YOUR ASSIGNMENT = Using the records below, filter for lines that contain the string "Sets" and copy them out.

AVAILABLE DATA =
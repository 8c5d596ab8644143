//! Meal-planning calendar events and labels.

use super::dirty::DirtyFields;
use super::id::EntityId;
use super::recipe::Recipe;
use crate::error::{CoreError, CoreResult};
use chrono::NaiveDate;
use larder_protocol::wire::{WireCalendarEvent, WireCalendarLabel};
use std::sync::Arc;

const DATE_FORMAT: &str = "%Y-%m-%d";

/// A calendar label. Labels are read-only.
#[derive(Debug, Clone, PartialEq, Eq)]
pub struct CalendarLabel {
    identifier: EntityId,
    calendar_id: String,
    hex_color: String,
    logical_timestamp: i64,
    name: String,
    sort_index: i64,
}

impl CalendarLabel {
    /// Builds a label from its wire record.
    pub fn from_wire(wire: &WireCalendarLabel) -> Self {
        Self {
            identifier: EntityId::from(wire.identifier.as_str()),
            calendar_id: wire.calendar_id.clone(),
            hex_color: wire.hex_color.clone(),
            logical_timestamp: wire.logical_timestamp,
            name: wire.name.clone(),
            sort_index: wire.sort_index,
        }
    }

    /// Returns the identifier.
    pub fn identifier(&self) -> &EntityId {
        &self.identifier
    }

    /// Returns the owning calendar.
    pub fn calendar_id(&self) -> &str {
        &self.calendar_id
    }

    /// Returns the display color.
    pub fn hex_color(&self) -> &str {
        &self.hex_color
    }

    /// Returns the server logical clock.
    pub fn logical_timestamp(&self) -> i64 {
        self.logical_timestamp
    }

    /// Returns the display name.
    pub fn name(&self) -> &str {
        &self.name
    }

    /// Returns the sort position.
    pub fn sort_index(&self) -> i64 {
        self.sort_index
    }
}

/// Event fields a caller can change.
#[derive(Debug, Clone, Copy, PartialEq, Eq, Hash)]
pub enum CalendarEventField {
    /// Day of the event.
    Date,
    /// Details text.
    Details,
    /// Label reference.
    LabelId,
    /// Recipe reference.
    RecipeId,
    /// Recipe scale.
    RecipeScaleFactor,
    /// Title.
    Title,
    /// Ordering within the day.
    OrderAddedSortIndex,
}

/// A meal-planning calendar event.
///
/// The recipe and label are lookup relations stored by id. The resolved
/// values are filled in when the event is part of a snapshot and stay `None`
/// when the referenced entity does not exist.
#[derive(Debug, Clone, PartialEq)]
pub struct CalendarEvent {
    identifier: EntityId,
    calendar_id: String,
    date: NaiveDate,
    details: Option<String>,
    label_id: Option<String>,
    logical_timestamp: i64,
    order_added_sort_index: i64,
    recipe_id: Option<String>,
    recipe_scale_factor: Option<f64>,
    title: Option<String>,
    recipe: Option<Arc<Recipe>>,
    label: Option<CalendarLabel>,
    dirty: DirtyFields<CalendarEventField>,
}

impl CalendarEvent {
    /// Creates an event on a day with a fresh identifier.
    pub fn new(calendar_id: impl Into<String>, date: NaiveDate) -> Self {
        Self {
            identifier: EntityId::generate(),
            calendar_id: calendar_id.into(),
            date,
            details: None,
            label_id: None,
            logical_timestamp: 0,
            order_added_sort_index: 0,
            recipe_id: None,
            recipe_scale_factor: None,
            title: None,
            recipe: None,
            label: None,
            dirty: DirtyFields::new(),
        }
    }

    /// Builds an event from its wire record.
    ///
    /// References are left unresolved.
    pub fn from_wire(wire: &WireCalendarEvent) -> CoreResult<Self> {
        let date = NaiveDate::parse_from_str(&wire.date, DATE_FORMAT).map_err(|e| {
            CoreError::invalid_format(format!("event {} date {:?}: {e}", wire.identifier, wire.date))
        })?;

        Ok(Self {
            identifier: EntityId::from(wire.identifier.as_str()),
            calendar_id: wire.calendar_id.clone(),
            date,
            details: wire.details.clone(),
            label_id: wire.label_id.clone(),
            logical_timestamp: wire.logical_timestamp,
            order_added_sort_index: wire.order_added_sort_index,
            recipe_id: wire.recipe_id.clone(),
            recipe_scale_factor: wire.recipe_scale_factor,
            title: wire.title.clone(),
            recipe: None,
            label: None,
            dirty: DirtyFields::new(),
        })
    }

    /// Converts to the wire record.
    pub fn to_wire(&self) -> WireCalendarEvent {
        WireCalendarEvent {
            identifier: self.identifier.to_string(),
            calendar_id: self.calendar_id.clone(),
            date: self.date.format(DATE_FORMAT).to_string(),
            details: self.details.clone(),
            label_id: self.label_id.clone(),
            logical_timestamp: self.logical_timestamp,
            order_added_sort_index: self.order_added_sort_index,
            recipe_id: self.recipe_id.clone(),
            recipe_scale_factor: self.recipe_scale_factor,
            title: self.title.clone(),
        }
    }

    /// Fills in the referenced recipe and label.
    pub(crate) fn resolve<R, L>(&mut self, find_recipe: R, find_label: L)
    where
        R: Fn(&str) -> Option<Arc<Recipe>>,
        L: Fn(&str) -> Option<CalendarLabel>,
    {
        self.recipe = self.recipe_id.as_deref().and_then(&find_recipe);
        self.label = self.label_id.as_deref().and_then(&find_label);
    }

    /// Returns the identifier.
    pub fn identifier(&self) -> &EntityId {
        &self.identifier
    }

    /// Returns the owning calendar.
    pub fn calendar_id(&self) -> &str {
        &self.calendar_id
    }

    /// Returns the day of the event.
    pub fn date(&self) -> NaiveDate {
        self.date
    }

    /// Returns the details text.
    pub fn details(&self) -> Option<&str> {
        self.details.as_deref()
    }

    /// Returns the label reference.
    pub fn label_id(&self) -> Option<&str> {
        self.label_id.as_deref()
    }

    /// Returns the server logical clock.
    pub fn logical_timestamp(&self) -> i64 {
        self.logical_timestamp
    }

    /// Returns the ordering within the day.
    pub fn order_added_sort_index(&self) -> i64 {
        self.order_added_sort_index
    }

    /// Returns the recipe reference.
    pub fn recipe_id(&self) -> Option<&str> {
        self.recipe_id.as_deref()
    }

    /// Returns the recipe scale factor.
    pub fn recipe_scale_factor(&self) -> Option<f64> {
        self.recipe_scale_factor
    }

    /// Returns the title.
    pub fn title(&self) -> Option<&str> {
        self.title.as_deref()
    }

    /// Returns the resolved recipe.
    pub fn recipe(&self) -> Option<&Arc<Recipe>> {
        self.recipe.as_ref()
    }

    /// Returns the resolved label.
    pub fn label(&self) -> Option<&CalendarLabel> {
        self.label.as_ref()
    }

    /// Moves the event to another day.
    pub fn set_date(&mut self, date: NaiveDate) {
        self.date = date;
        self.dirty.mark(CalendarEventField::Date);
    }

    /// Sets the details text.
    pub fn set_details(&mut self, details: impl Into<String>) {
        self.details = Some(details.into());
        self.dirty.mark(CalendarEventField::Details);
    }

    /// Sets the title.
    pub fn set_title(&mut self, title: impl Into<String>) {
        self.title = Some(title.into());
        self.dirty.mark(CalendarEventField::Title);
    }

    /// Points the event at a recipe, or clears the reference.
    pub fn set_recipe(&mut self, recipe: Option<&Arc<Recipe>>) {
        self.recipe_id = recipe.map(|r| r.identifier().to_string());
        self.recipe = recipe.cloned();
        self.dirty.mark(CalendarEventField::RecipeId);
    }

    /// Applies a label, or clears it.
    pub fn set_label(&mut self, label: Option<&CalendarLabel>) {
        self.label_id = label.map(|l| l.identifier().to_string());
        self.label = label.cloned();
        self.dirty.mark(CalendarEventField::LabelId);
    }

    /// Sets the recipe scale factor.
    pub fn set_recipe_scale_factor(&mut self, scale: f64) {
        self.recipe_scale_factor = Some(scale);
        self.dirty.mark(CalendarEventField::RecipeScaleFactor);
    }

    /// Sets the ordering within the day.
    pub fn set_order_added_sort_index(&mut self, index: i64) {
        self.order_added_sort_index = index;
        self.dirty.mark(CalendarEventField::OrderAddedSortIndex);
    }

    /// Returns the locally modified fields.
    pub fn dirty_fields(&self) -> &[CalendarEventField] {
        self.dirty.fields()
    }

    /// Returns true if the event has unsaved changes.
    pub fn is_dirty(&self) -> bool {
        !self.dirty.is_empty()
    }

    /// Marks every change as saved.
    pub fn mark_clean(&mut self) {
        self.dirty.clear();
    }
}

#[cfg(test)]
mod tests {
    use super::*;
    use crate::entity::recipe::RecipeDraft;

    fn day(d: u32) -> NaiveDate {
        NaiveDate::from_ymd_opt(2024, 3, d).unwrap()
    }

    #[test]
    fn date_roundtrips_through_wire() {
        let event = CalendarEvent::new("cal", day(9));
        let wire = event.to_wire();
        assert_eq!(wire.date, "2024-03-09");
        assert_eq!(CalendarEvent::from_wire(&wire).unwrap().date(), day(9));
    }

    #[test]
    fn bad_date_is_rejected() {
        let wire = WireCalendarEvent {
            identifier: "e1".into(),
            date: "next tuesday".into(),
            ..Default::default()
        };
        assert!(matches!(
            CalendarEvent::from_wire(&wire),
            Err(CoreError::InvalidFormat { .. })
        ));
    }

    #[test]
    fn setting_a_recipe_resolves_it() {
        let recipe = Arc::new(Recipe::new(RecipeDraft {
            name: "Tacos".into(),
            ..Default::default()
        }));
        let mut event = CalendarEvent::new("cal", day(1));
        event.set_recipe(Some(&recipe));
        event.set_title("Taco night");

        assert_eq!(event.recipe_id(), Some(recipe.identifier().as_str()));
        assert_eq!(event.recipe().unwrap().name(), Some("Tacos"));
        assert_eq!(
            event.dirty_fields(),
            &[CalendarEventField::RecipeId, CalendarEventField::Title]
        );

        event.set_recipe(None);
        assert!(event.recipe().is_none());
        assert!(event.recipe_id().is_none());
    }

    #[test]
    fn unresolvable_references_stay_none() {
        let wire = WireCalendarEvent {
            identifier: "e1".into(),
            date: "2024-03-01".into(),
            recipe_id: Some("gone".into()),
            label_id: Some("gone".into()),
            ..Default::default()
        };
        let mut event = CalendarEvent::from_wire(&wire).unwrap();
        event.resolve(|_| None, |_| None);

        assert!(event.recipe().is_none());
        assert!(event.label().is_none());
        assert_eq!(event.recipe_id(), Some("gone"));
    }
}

SOLUTION TO THE PROBLEM =
    /// Sets the details text.
    /// Sets the title.
    /// Sets the recipe scale factor.
    /// Sets the ordering within the day.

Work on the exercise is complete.